The words used in the Scally report to describe the treatment of women in the cervical smear scandal come as little surprise to many women who have experienced the healthcare system in Ireland. The report reflects a sexist culture which dismisses women’s voices, as well as an institutionalised misogyny which is unthinkingly reckless with women’s health and women’s lives.
This casual sexism and institutional misogyny is nothing new to us in this country – remember what Brigid McCole and others had to go through to get justice during the Hepatitis C debacle, or the women who had to fight so hard to get justice in the Neary scandal.

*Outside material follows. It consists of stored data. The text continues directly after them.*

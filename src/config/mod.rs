//! Configuration management for the quiz-room service
//!
//! This module handles all configuration loading from environment variables,
//! validation, and default values for the game room service.

pub mod app;

// Re-export commonly used types
pub use app::{validate_config, AmqpSettings, AppConfig, GameSettings, ServiceSettings};
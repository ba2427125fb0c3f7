//! Game room engine orchestrating the room lifecycle
//!
//! This module provides the core GameRoomEngine that handles room creation,
//! participant joins, game start, answer submission, question timeouts, and
//! end-of-game persistence and cleanup.

use crate::broadcast::BroadcastGateway;
use crate::config::GameSettings;
use crate::error::{GameRoomError, Result};
use crate::metrics::MetricsCollector;
use crate::persistence::GameResultStore;
use crate::quiz::{QuizProvider, UserDirectory};
use crate::room::registry::{RoomRegistry, RoomSlot};
use crate::room::scoring::score;
use crate::room::timer::QuestionTimer;
use crate::types::{
    AnswerOption, AnswerRecord, AnswerResult, CompletedGame, GameEvent, GameResults, GameState,
    JoinOutcome, LeaderboardSnapshot, Participant, QuestionId, QuestionResult, QuizId, Room,
    RoomCode, RoomStatus, UserId,
};
use crate::utils::{current_timestamp, generate_room_code};
use chrono::{DateTime, Utc};
use std::sync::{Arc, RwLock};
use std::time::Duration;
use tracing::{debug, error, info, warn};

/// Statistics about game room engine operations
#[derive(Debug, Clone, Default)]
pub struct GameRoomStats {
    /// Total number of rooms created
    pub rooms_created: u64,
    /// Total number of rooms cleaned up
    pub rooms_cleaned: u64,
    /// Total number of participants joined
    pub participants_joined: u64,
    /// Total number of games started
    pub games_started: u64,
    /// Total number of games completed and flushed
    pub games_completed: u64,
    /// Total number of answers accepted
    pub answers_submitted: u64,
    /// Current number of active rooms
    pub active_rooms: usize,
}

/// The main game room engine
#[derive(Clone)]
pub struct GameRoomEngine {
    /// Registry of active room slots
    registry: Arc<RoomRegistry>,
    /// Per-question timeout scheduler
    timer: Arc<QuestionTimer>,
    /// Quiz provider for room creation snapshots
    quiz_provider: Arc<dyn QuizProvider>,
    /// User directory for display names
    user_directory: Arc<dyn UserDirectory>,
    /// Gateway for outbound room events
    gateway: Arc<dyn BroadcastGateway>,
    /// Durable store for completed games
    result_store: Arc<dyn GameResultStore>,
    /// Engine statistics
    stats: Arc<RwLock<GameRoomStats>>,
    /// Metrics collector for recording performance data
    metrics_collector: Arc<MetricsCollector>,
    /// Game tuning parameters
    settings: GameSettings,
    /// Room code generator; swapped out in tests to force collisions
    code_generator: Arc<dyn Fn() -> RoomCode + Send + Sync>,
}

Remember also the hundreds of women who had symphysiotomies performed on them, without full, informed consent.
Issues with the diagnosis and treatment of endometriosis continue to be problematic within our healthcare system. The stories of how women diagnosed with fatal foetal abnormalities during pregnancy were treated by our health system are well known, their experiences having formed such an important part of the 2018 campaign to repeal the Eighth Amendment.
In 2018, American writer, Abby Norman, published a book entitled Ask Me About My Uterus; A Quest to Make Doctors Believe in Women's Pain. In this well-written pain memoir, Norman, who suffers from endometriosis, describes how difficult it was to get doctors to listen to her. In interviews she spoke not just about sexist doctors, but about the "layers of science and historical precedent that are not just within the healthcare system but in the society around it", all set up to ignore and dismiss women's voices.
Dangerous ethos
This type of sexist, patriarchal ethos is dangerous, not just for women, but for all who are not the archetypal patient, that archetype being male, white and middle class. Within this patriarchal system, misogyny was, and is, often accompanied by institutional racism, homophobia, transphobia, classism and, sometimes, sectarianism.

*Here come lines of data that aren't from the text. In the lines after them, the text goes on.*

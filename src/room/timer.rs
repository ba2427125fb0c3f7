//! Per-question one-shot timers
//!
//! Each (room, question index) pair gets a cancellable delayed task that
//! fires the engine's timeout handler once the question's time budget
//! expires. Cancellation is best effort: a stop can race an in-flight
//! fire, so the engine's index-match guard is the correctness backstop,
//! not the abort here.

use crate::error::Result;
use crate::types::RoomCode;
use std::collections::HashMap;
use std::future::Future;
use std::sync::{Arc, RwLock};
use std::time::{Duration, Instant};
use tokio::task::JoinHandle;
use tracing::{debug, error, info};

struct TimerEntry {
    handle: JoinHandle<()>,
    started_at: Instant,
}

/// One-shot, cancellable timers keyed by (room code, question index)
pub struct QuestionTimer {
    timers: RwLock<HashMap<(RoomCode, usize), TimerEntry>>,
    budget: Duration,
}

impl QuestionTimer {
    /// Create a timer service with the configured question time budget
    pub fn new(budget: Duration) -> Self {
        Self {
            timers: RwLock::new(HashMap::new()),
            budget,
        }
    }

    /// The configured question time budget
    pub fn budget(&self) -> Duration {
        self.budget
    }

    /// Schedule `on_timeout` to run once after the question time budget.
    ///
    /// Starting a timer for a pair that already has one replaces it. A
    /// failure inside the handler is logged and swallowed; the scheduling
    /// subsystem must not crash because one room's timeout went wrong.
    pub fn start<F>(self: &Arc<Self>, code: &RoomCode, question_index: usize, on_timeout: F)
    where
        F: Future<Output = Result<()>> + Send + 'static,
    {
        info!(
            "Starting timer for room {} question {} ({}s budget)",
            code,
            question_index,
            self.budget.as_secs()
        );

        let key = (code.clone(), question_index);
        let budget = self.budget;
        let timer = Arc::clone(self);
        let task_key = key.clone();

        let handle = tokio::spawn(async move {
            tokio::time::sleep(budget).await;

            debug!(
                "Timer elapsed for room {} question {}",
                task_key.0, task_key.1
            );

            if let Err(e) = on_timeout.await {
                error!(
                    "Timeout handler failed for room {} question {}: {}",
                    task_key.0, task_key.1, e
                );
            }

            // The timer consumed itself; drop the bookkeeping entry
            if let Ok(mut timers) = timer.timers.write() {
                timers.remove(&task_key);
            }
        });

        let entry = TimerEntry {
            handle,
            started_at: Instant::now(),
        };

        if let Ok(mut timers) = self.timers.write() {
            if let Some(old) = timers.insert(key, entry) {
                old.handle.abort();
            }
        }
    }

    /// Cancel the timer for one question; a no-op if it already fired or
    /// was never started.
    pub fn stop(&self, code: &RoomCode, question_index: usize) {
        if let Ok(mut timers) = self.timers.write() {
            if let Some(entry) = timers.remove(&(code.clone(), question_index)) {
                debug!(
                    "Stopping timer for room {} question {}",
                    code, question_index
                );
                entry.handle.abort();
            }
        }
    }

    /// Cancel every timer for indices 0..=upto_index, so no timer can
    /// outlive a torn-down room.
    pub fn stop_all(&self, code: &RoomCode, upto_index: usize) {
        info!("Stopping all timers for room {}", code);
        for index in 0..=upto_index {
            self.stop(code, index);
        }
    }

    /// Best-effort seconds left on a running timer; advisory only.
    ///
    /// The authoritative timeout decision is the scheduled task firing,
    /// never a poll of this value.
    pub fn remaining_time(&self, code: &RoomCode, question_index: usize) -> u64 {
        let timers = match self.timers.read() {
            Ok(timers) => timers,
            Err(_) => return 0,
        };

        match timers.get(&(code.clone(), question_index)) {
            Some(entry) => {
                let elapsed = entry.started_at.elapsed();
                self.budget.saturating_sub(elapsed).as_secs()
            }
            None => 0,
        }
    }

    /// Number of timers currently scheduled (for stats/tests)
    pub fn scheduled_count(&self) -> usize {
        self.timers.read().map(|t| t.len()).unwrap_or(0)
    }
}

We need only look back at the 1980s Aids crisis to see how homophobia killed thousands of gay men. It was only after long, hard-fought campaigns, and proof that Aids was not just a “gay” disease, that a real effort was put into providing proper medical care for those affected.

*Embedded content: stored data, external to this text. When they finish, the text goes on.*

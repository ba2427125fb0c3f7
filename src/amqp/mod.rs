//! AMQP integration layer
//!
//! This module provides the messaging infrastructure for the quiz room
//! service: connection management, message definitions, and the inbound
//! game command consumer. Outbound event publishing lives in the
//! `broadcast` module.

pub mod connection;
pub mod handlers;
pub mod messages;

pub use connection::{AmqpConfig, AmqpConnection};
pub use handlers::{GameCommandConsumer, MessageHandler};
pub use messages::{MessageEnvelope, MessageUtils};
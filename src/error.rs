//! Error types for the quiz room service
//!
//! This module defines all error types using anyhow for consistent error handling
//! throughout the application.

/// Result type alias for convenience
pub type Result<T> = anyhow::Result<T>;

/// Custom error types for specific game room scenarios
#[derive(Debug, thiserror::Error)]
pub enum GameRoomError {
    #[error("Room not found: {room_code}")]
    RoomNotFound { room_code: String },

    #[error("Quiz not found: {quiz_id}")]
    QuizNotFound { quiz_id: i64 },

    #[error("Question {question_id} not found in room {room_code}")]
    QuestionNotFound { room_code: String, question_id: i64 },

    #[error("No leaderboard snapshot for question {question_index} in room {room_code}")]
    LeaderboardNotFound {
        room_code: String,
        question_index: usize,
    },

    #[error("Operation not allowed in {status} state: {reason}")]
    InvalidState { status: String, reason: String },

    #[error("User {user_id} already hosts an active room: {room_code}")]
    HostAlreadyHasRoom { user_id: i64, room_code: String },

    #[error("Room code already in use: {room_code}")]
    RoomCodeCollision { room_code: String },

    #[error("Stale submission for question {question_id} in room {room_code}: current question is {current_question_id}")]
    StaleSubmission {
        room_code: String,
        question_id: i64,
        current_question_id: i64,
    },

    #[error("Invalid game command: {reason}")]
    InvalidCommand { reason: String },

    #[error("AMQP connection failed: {message}")]
    AmqpConnectionFailed { message: String },

    #[error("Persistence flush failed for room {room_code}: {message}")]
    PersistenceFailed { room_code: String, message: String },

    #[error("Internal service error: {message}")]
    InternalError { message: String },
}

Religious ideologies often make it difficult for females to access proper healthcare
The Irish Medical Organisation (IMO) has produced several position papers which detail the health inequalities caused by bad housing, poverty, social exclusion, unemployment or low-paid employment, all of which “impact significantly on an individual’s health and wellbeing”.
Around the world, religious ideologies often make it difficult for females to access proper healthcare. In our own country, a faith-based ethos in medical practice sometimes means dangerous and / or traumatic outcomes, most obviously in reproductive healthcare.
In a modern healthcare system such as ours, we expect a gender-neutral attitude from medical practitioners. Reports have, however, shown that gender bias exists and that it has a real, lived impact on the healthcare offered to women and girls.
Women in pain
Studies show that women complaining of pain are less likely to be taken seriously than men, while women suffering from heart failure are more often misdiagnosed than men. One report admitted that while 70 per cent of chronic pain sufferers are women, most of the studies on chronic pain are conducted on men or mice. These failures in our system can be dangerous or, indeed, lethal to women who too often receive improper diagnosis or late treatment, as happened in the cervical smear scandal.
We have known of the gender bias in the medical profession for a long time; scandal after scandal, mistreatment after mistreatment of women, report after report have all indicated this. Yet, here we are again, relying on the bravery of women like Vicky Phelan to bring yet more evidence of medical misogyny into the cruel light of day.
Gender bias awareness training of medical students needs to be a core module as part of medical degrees
Having been named so clearly in the Scally report, it is now finally time to tackle and fully expunge sexism and gender bias from within our healthcare system. This could be done, for example, by reactivating the Women’s Health Council, which functioned as “a centre of expertise on women’s health issues . . . to advise the Minister for Health on women’s issues generally”. Any new healthcare plans need to be gender-proofed from their inception. Gender bias awareness training of medical students needs to be a core module as part of medical degrees, and re-training of existing medical professionals in awareness of gender bias is a necessity.
Never again should doctors dismiss a woman’s concern about her health, or disregard her disquiet about the care she is receiving, or withhold her own files from her. Doctors need to hear and heed women. Women need, deserve and demand better from our health service.
Mary McAuliffe is an historian and lecturer in gender studies at UCD.